Большая новость: Оливье в Мадриде; он пешком перешел Пиренеи и приедет ко мне сюда. Об этом мне телеграфировал из Мадрида монсеньор Буайе-Масс. Я был удивлен и очень обрадован; значит, в нем не иссякли энергия и мужество… Я провел неделю в штабной поездке, после этого полон энтузиазма. У нас прекрасная, превосходная армия, хорошо вооруженная американцами и состоящая из людей, обожающих свою технику. Попытаюсь написать об этом в статье, которую тебе пошлю. Повсюду натыкать на друзей. Все бы хорошо, если бы климат не делал меня совершенно больным. Такая жара! Такая влажность! Меня прихватил ревматизм, я хромаю; печень, о которой я обычно и не думаю, резко заявляет о своем недовольстве. В таком состоянии не всегда легко наблюдать за маневрами, но энтузиазм побивает усталость… Мне только что сказали, что здесь Мину. Может, она мне что-нибудь сообщит о тебе. Постараюсь с ней связаться. Ты не представляешь, до какой степени трудно передвигаться в этом городе-пекле, где все улицы круто идут вверх, если ты беден и у тебя нет машины.
5 августа.
Эрве Альфан, возвращающийся в Америку, любезно согласился взять это письмо… Я собираюсь в Марокко, где буду жить у главного резидента (Пюо, которого мы знали послом в Вене)… Сегодня ужинаю в союзническом клубе. Там собираются две сотни человек, которые „думают, что раз они поздно ложатся, значит, правят Алжиром и всем миром“. Там представлены оба „двора“, хотя ни тот, ни другой консул там никогда не показываются. Все рассаживаются на подушках на восточный манер в патио, украшенном фаянсовыми вазами, и разговаривают до поздней ночи, которая обязательно усеяна звездами. Вчера я ужинал там с Жидом, одним американцем — Варбургом — и англичанином лордом Дункэнноном. Живем ожиданием. И потом, стоит выехать из Алжира на природу и посмотреть на солдат, как чувствуешь прилив надежды, патриотизма и словно возрождаешься».

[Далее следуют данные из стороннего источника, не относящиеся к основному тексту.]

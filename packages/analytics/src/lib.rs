#![cfg_attr(feature = "fail-on-warnings", deny(warnings))]
#![warn(clippy::all, clippy::pedantic, clippy::nursery, clippy::cargo)]
#![allow(clippy::multiple_crate_versions, clippy::cargo_common_metadata)]

//! Before/after analysis of accidents on a bridge corridor.
//!
//! The analysis is a filter-map-reduce pipeline:
//!
//! 1. [`filter`] keeps records that are outside the construction window and
//!    inside the bridge corridor.
//! 2. [`classify`] labels each survivor `before`/`after` and buckets it by
//!    year-quarter.
//! 3. [`aggregate`] reduces the labeled records to counts, date spans,
//!    daily rates, and severity shares.
//!
//! [`pipeline::run_study`] chains the three stages.

pub mod aggregate;
pub mod classify;
pub mod filter;
pub mod pipeline;

use bridge_accidents_accident_models::ConstructionState;
use chrono::NaiveDate;
use thiserror::Error;

/// A construction state has no records to aggregate.
#[derive(Debug, Clone, Copy, PartialEq, Eq, Error)]
#[error("no '{state}' records to aggregate; check the corridor and construction window")]
pub struct EmptyGroupError {
    /// The state with no records.
    pub state: ConstructionState,
}

/// Every record in a construction state falls on the same day, so a daily
/// rate is undefined.
#[derive(Debug, Clone, Copy, PartialEq, Eq, Error)]
#[error("all {count} '{state}' records fall on {date}; a daily rate needs at least a one-day span")]
pub struct DegenerateSpanError {
    /// The state with a zero-day span.
    pub state: ConstructionState,
    /// The single date all records share.
    pub date: NaiveDate,
    /// Number of records in the state.
    pub count: u64,
}

/// Errors that can occur during analysis.
#[derive(Debug, Error)]
pub enum AnalyticsError {
    /// A state group is empty.
    #[error(transparent)]
    EmptyGroup(#[from] EmptyGroupError),

    /// A state group spans zero days.
    #[error(transparent)]
    DegenerateSpan(#[from] DegenerateSpanError),

    /// Report serialization failed.
    #[error("JSON error: {0}")]
    Json(#[from] serde_json::Error),
}
#![cfg_attr(feature = "fail-on-warnings", deny(warnings))]
#![warn(clippy::all, clippy::pedantic, clippy::nursery, clippy::cargo)]
#![allow(clippy::multiple_crate_versions, clippy::cargo_common_metadata)]

//! Study definitions for bridge before/after accident analysis.
//!
//! A study is described by a TOML file: the accident data to read, the
//! bridge corridor, the construction dates, and how to render the results.
//! Studies shipped with the crate are embedded at compile time (see
//! [`registry`]); others are loaded from disk with [`load_study`].

pub mod definition;
pub mod registry;

use std::path::Path;

use bridge_accidents_accident_models::InvalidWindowError;
use bridge_accidents_spatial::CorridorError;
use thiserror::Error;

pub use definition::{StudyDefinition, parse_study_toml};

/// Errors that can occur while loading or validating a study.
#[derive(Debug, Error)]
pub enum StudyError {
    /// Failed to read a study file.
    #[error("I/O error reading {path}: {source}")]
    Io {
        /// The file that could not be read.
        path: String,
        /// Underlying error.
        source: std::io::Error,
    },

    /// The TOML is malformed or does not match the study schema.
    #[error("Invalid study TOML: {0}")]
    Toml(#[from] toml::de::Error),

    /// Neither a corridor width nor a calibration was configured.
    #[error("Corridor needs either `width` or a `[corridor.calibration]` section")]
    MissingWidth,

    /// The corridor geometry is invalid.
    #[error(transparent)]
    Corridor(#[from] CorridorError),

    /// The construction window is inverted.
    #[error(transparent)]
    Window(#[from] InvalidWindowError),

    /// A setting is out of range.
    #[error("Study '{study}': invalid {field}: {message}")]
    Invalid {
        /// Study identifier.
        study: String,
        /// Offending field.
        field: &'static str,
        /// What is wrong with it.
        message: String,
    },

    /// No embedded study has the requested id and no file exists at that path.
    #[error("Unknown study '{0}': not an embedded study id or an existing file")]
    UnknownStudy(String),
}

/// Loads and validates a study from a TOML file.
///
/// Relative source paths in the file are resolved against the file's
/// directory.
///
/// # Errors
///
/// Returns [`StudyError`] if the file cannot be read, parsed, or validated.
pub fn load_study(path: &Path) -> Result<StudyDefinition, StudyError> {
    let contents = std::fs::read_to_string(path).map_err(|e| StudyError::Io {
        path: path.display().to_string(),
        source: e,
    })?;

    let mut study = parse_study_toml(&contents)?;
    if let Some(parent) = path.parent()
        && !parent.as_os_str().is_empty()
    {
        study = study.with_base_dir(parent);
    }
    study.validate()?;

    log::info!("Loaded study '{}' from {}", study.id, path.display());
    Ok(study)
}

/// Resolves a `--study` argument: an existing file path, an embedded study
/// id, or the default study when `None`.
///
/// # Errors
///
/// * [`StudyError::UnknownStudy`] if `arg` is neither a file nor an id
/// * any error from [`load_study`] or from validating the embedded study
pub fn resolve_study(arg: Option<&str>) -> Result<StudyDefinition, StudyError> {
    let Some(arg) = arg else {
        return registry::default_study();
    };

    let path = Path::new(arg);
    if path.is_file() {
        return load_study(path);
    }

    registry::embedded_study(arg)
}
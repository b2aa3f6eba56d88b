//! Corridor and construction-window filtering.

use bridge_accidents_accident_models::{AccidentRecord, ConstructionWindow};
use bridge_accidents_spatial::Corridor;

/// Returns `true` if the record is outside the construction window and
/// inside the corridor.
#[must_use]
pub fn is_relevant(record: &AccidentRecord, corridor: &Corridor, window: &ConstructionWindow) -> bool {
    window.is_in_scope(record.date) && corridor.is_within(record.latitude, record.longitude)
}

/// Keeps the relevant records, sorted by date.
///
/// The sort is stable, so records sharing a date keep their input order.
#[must_use]
pub fn filter_records(
    records: &[AccidentRecord],
    corridor: &Corridor,
    window: &ConstructionWindow,
) -> Vec<AccidentRecord> {
    let mut kept: Vec<AccidentRecord> = records
        .iter()
        .filter(|r| is_relevant(r, corridor, window))
        .copied()
        .collect();
    kept.sort_by_key(|r| r.date);

    log::info!(
        "{} of {} records are on the corridor outside construction",
        kept.len(),
        records.len()
    );

    kept
}

#[cfg(test)]
mod tests {
    use bridge_accidents_accident_models::SeverityCode;
    use bridge_accidents_spatial::GeoPoint;
    use chrono::NaiveDate;

    use super::*;

    fn date(y: i32, m: u32, d: u32) -> NaiveDate {
        NaiveDate::from_ymd_opt(y, m, d).unwrap()
    }

    fn record(date: NaiveDate, lat: f64, lon: f64) -> AccidentRecord {
        AccidentRecord {
            date,
            latitude: lat,
            longitude: lon,
            severity: Some(SeverityCode(1)),
        }
    }

    fn corridor() -> Corridor {
        Corridor::new(
            GeoPoint::new(44.9395, -93.0754),
            GeoPoint::new(44.9525, -93.0824),
            0.0012,
        )
        .unwrap()
    }

    fn window() -> ConstructionWindow {
        ConstructionWindow::new(date(2011, 1, 1), date(2016, 4, 1)).unwrap()
    }

    #[test]
    fn requires_both_date_and_location() {
        let (c, w) = (corridor(), window());
        assert!(is_relevant(&record(date(2010, 12, 31), 44.9460, -93.0789), &c, &w));
        assert!(is_relevant(&record(date(2016, 4, 2), 44.9460, -93.0789), &c, &w));
        assert!(!is_relevant(&record(date(2012, 6, 1), 44.9460, -93.0789), &c, &w));
        assert!(!is_relevant(&record(date(2010, 12, 31), 44.9460, -93.0700), &c, &w));
    }

    #[test]
    fn filters_and_sorts_by_date() {
        let records = [
            record(date(2017, 5, 1), 44.9460, -93.0789),
            record(date(2013, 5, 1), 44.9460, -93.0789),
            record(date(2008, 5, 1), 44.9460, -93.0789),
            record(date(2009, 5, 1), 44.9600, -93.0789),
            record(date(2007, 5, 1), 44.9460, -93.0789),
        ];
        let kept = filter_records(&records, &corridor(), &window());
        let dates: Vec<String> = kept.iter().map(|r| r.date.to_string()).collect();
        assert_eq!(dates, ["2007-05-01", "2008-05-01", "2017-05-01"]);
    }

    #[test]
    fn empty_input_yields_empty_output() {
        assert!(filter_records(&[], &corridor(), &window()).is_empty());
    }
}
//! Per-state totals, daily rates, severity shares, and quarterly counts.

use std::collections::BTreeMap;

use bridge_accidents_accident_models::{
    ClassifiedRecord, ConstructionState, PeriodLabel, SeverityCode,
};
use bridge_accidents_analytics_models::{
    AggregateRow, QuarterCount, RateComparison, SeverityBreakdown,
};
use chrono::NaiveDate;

use crate::{AnalyticsError, DegenerateSpanError, EmptyGroupError};

/// Result of [`aggregate`].
#[derive(Debug, Clone, PartialEq)]
pub struct Aggregates {
    /// One row per state, Before then After.
    pub rows: Vec<AggregateRow>,
    /// Severity shares, ordered by state then severity code.
    pub severities: Vec<SeverityBreakdown>,
}

struct Group {
    count: u64,
    min: NaiveDate,
    max: NaiveDate,
}

/// Reduces classified records to per-state totals and severity shares.
///
/// Records without a severity code count toward the totals but are left
/// out of the severity shares, whose denominator is the number of coded
/// records in the state.
///
/// # Errors
///
/// * [`AnalyticsError::EmptyGroup`] if either state has no records
/// * [`AnalyticsError::DegenerateSpan`] if every record in a state falls
///   on the same day
#[allow(clippy::cast_precision_loss)]
pub fn aggregate(classified: &[ClassifiedRecord]) -> Result<Aggregates, AnalyticsError> {
    let mut groups: BTreeMap<ConstructionState, Group> = BTreeMap::new();
    let mut by_severity: BTreeMap<(ConstructionState, SeverityCode), u64> = BTreeMap::new();
    let mut coded: BTreeMap<ConstructionState, u64> = BTreeMap::new();

    for c in classified {
        let date = c.record.date;
        groups
            .entry(c.state)
            .and_modify(|g| {
                g.count += 1;
                g.min = g.min.min(date);
                g.max = g.max.max(date);
            })
            .or_insert(Group {
                count: 1,
                min: date,
                max: date,
            });
        if let Some(severity) = c.record.severity {
            *by_severity.entry((c.state, severity)).or_default() += 1;
            *coded.entry(c.state).or_default() += 1;
        }
    }

    let mut rows = Vec::with_capacity(ConstructionState::ALL.len());
    for &state in ConstructionState::ALL {
        let group = groups.get(&state).ok_or(EmptyGroupError { state })?;
        let span_days = (group.max - group.min).num_days();
        if span_days == 0 {
            return Err(DegenerateSpanError {
                state,
                date: group.min,
                count: group.count,
            }
            .into());
        }

        let rate = group.count as f64 / span_days as f64;
        log::debug!(
            "{state}: {} accidents from {} to {} ({span_days} days, {rate:.4}/day)",
            group.count,
            group.min,
            group.max
        );

        rows.push(AggregateRow {
            state,
            count: group.count,
            min_date: group.min,
            max_date: group.max,
            span_days,
            rate,
        });
    }

    let severities = by_severity
        .into_iter()
        .map(|((state, severity), count)| {
            let total = coded.get(&state).copied().unwrap_or(1);
            SeverityBreakdown {
                state,
                severity,
                count,
                percent_of_state: count as f64 / total as f64,
            }
        })
        .collect();

    Ok(Aggregates { rows, severities })
}

/// Counts records per state and year-quarter, ordered by state then period.
///
/// Quarters with no accidents are omitted.
#[must_use]
pub fn quarterly_counts(classified: &[ClassifiedRecord]) -> Vec<QuarterCount> {
    let mut counts: BTreeMap<(ConstructionState, PeriodLabel), u64> = BTreeMap::new();
    for c in classified {
        *counts.entry((c.state, c.period)).or_default() += 1;
    }

    counts
        .into_iter()
        .map(|((state, period), count)| QuarterCount {
            state,
            period,
            count,
        })
        .collect()
}

/// Compares the after rate against the before rate.
///
/// # Errors
///
/// * [`AnalyticsError::EmptyGroup`] if `rows` lacks either state
pub fn compare_rates(rows: &[AggregateRow]) -> Result<RateComparison, AnalyticsError> {
    let rate_of = |state: ConstructionState| {
        rows.iter()
            .find(|r| r.state == state)
            .map(|r| r.rate)
            .ok_or(EmptyGroupError { state })
    };
    let before_rate = rate_of(ConstructionState::Before)?;
    let after_rate = rate_of(ConstructionState::After)?;

    Ok(RateComparison {
        before_rate,
        after_rate,
        ratio: after_rate / before_rate,
    })
}

#[cfg(test)]
mod tests {
    use bridge_accidents_accident_models::AccidentRecord;

    use super::*;
    use crate::classify::classify_all;

    fn date(y: i32, m: u32, d: u32) -> NaiveDate {
        NaiveDate::from_ymd_opt(y, m, d).unwrap()
    }

    fn split() -> NaiveDate {
        date(2011, 1, 1)
    }

    /// `count` records evenly spread from `first` to `last` inclusive.
    fn spread(first: NaiveDate, last: NaiveDate, count: u64) -> Vec<AccidentRecord> {
        let span = u64::try_from((last - first).num_days()).unwrap();
        (0..count)
            .map(|i| AccidentRecord {
                date: first + chrono::Days::new(span * i / (count - 1)),
                latitude: 44.946,
                longitude: -93.0789,
                severity: Some(SeverityCode(u8::try_from(i % 5).unwrap())),
            })
            .collect()
    }

    fn scenario() -> Vec<ClassifiedRecord> {
        let mut records = spread(date(2007, 1, 28), date(2010, 12, 28), 205);
        records.extend(spread(date(2016, 4, 3), date(2018, 12, 26), 391));
        classify_all(&records, split())
    }

    #[test]
    fn computes_scenario_rates() {
        let agg = aggregate(&scenario()).unwrap();
        let before = &agg.rows[0];
        let after = &agg.rows[1];

        assert_eq!(before.state, ConstructionState::Before);
        assert_eq!(before.count, 205);
        assert_eq!(before.span_days, 1430);
        assert!((before.rate - 0.1434).abs() < 1e-4);

        assert_eq!(after.state, ConstructionState::After);
        assert_eq!(after.count, 391);
        assert_eq!(after.span_days, 997);
        assert!((after.rate - 0.3922).abs() < 1e-4);

        let cmp = compare_rates(&agg.rows).unwrap();
        assert!((cmp.ratio - 2.74).abs() < 0.01);
    }

    #[test]
    fn severity_shares_sum_to_one() {
        let agg = aggregate(&scenario()).unwrap();
        for &state in ConstructionState::ALL {
            let total: f64 = agg
                .severities
                .iter()
                .filter(|s| s.state == state)
                .map(|s| s.percent_of_state)
                .sum();
            assert!((total - 1.0).abs() < 1e-9, "{state}: {total}");
        }
    }

    #[test]
    fn severity_order_is_state_then_code() {
        let agg = aggregate(&scenario()).unwrap();
        let keys: Vec<(ConstructionState, u8)> = agg
            .severities
            .iter()
            .map(|s| (s.state, s.severity.value()))
            .collect();
        let mut sorted = keys.clone();
        sorted.sort();
        assert_eq!(keys, sorted);
        assert_eq!(keys.len(), 10);
    }

    #[test]
    fn uncoded_records_count_but_skip_severity_shares() {
        let mut records = scenario();
        for c in records.iter_mut().step_by(7) {
            c.record.severity = None;
        }
        let agg = aggregate(&records).unwrap();

        assert_eq!(agg.rows[0].count, 205);
        assert_eq!(agg.rows[1].count, 391);

        for &state in ConstructionState::ALL {
            let shares: Vec<_> = agg.severities.iter().filter(|s| s.state == state).collect();
            let coded: u64 = shares.iter().map(|s| s.count).sum();
            let uncoded = u64::try_from(
                records
                    .iter()
                    .filter(|c| c.state == state && c.record.severity.is_none())
                    .count(),
            )
            .unwrap();
            assert!(uncoded > 0);
            assert_eq!(coded + uncoded, agg.rows.iter().find(|r| r.state == state).unwrap().count);

            let total: f64 = shares.iter().map(|s| s.percent_of_state).sum();
            assert!((total - 1.0).abs() < 1e-9, "{state}: {total}");
        }
    }

    #[test]
    fn empty_after_group_is_an_error() {
        let records = spread(date(2007, 1, 28), date(2010, 12, 28), 10);
        let err = aggregate(&classify_all(&records, split())).unwrap_err();
        assert!(matches!(
            err,
            AnalyticsError::EmptyGroup(EmptyGroupError {
                state: ConstructionState::After
            })
        ));
    }

    #[test]
    fn no_records_reports_before_first() {
        let err = aggregate(&[]).unwrap_err();
        assert!(matches!(
            err,
            AnalyticsError::EmptyGroup(EmptyGroupError {
                state: ConstructionState::Before
            })
        ));
    }

    #[test]
    fn single_day_group_is_degenerate() {
        let mut records = spread(date(2007, 1, 28), date(2010, 12, 28), 10);
        let lone = AccidentRecord {
            date: date(2017, 3, 3),
            latitude: 44.946,
            longitude: -93.0789,
            severity: Some(SeverityCode(1)),
        };
        records.push(lone);
        records.push(lone);

        let err = aggregate(&classify_all(&records, split())).unwrap_err();
        match err {
            AnalyticsError::DegenerateSpan(e) => {
                assert_eq!(e.state, ConstructionState::After);
                assert_eq!(e.date, date(2017, 3, 3));
                assert_eq!(e.count, 2);
            }
            other => panic!("unexpected error: {other}"),
        }
    }

    #[test]
    fn quarterly_counts_cover_every_record() {
        let classified = scenario();
        let quarters = quarterly_counts(&classified);
        let total: u64 = quarters.iter().map(|q| q.count).sum();
        assert_eq!(total, 596);

        let first = &quarters[0];
        assert_eq!(first.state, ConstructionState::Before);
        assert_eq!(first.period.to_string(), "2007-Q1");

        let last = quarters.last().unwrap();
        assert_eq!(last.state, ConstructionState::After);
        assert_eq!(last.period.to_string(), "2018-Q4");
    }

    #[test]
    fn compare_rates_requires_both_rows() {
        let agg = aggregate(&scenario()).unwrap();
        let err = compare_rates(&agg.rows[..1]).unwrap_err();
        assert!(matches!(
            err,
            AnalyticsError::EmptyGroup(EmptyGroupError {
                state: ConstructionState::After
            })
        ));
    }
}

Как я писал жене, телеграмма монсеньора Буайе-Масса, капеллана французского посольства в Мадриде, известила меня, что мой младший сын Оливье находится в Испании. Узнав (по радио), что я в Алжире, он сразу же захотел ко мне приехать. Первая попытка преодолеть Пиренеи не удалась. Немцы арестовали его в запретной зоне и посадили в тюрьму неподалеку от Бордо; обращались с ним там плохо. К счастью, во время поездок в Андей он уже давно через общих друзей познакомился с испанским военным комендантом Ируна, одним из моих верных читателей, который, узнав о его заключении, предпринял серьезные шаги и через три месяца сумел сначала вызволить его из тюрьмы, а потом помочь перейти границу. Оливье надеялся достаточно скоро получить разрешение на выезд в Алжир, где хотел присоединиться ко мне. Старший мой сын Жеральд жил во Франции в подполье и ждал момента уйти на фронт, который в конце концов и наступил после высадки сил союзников.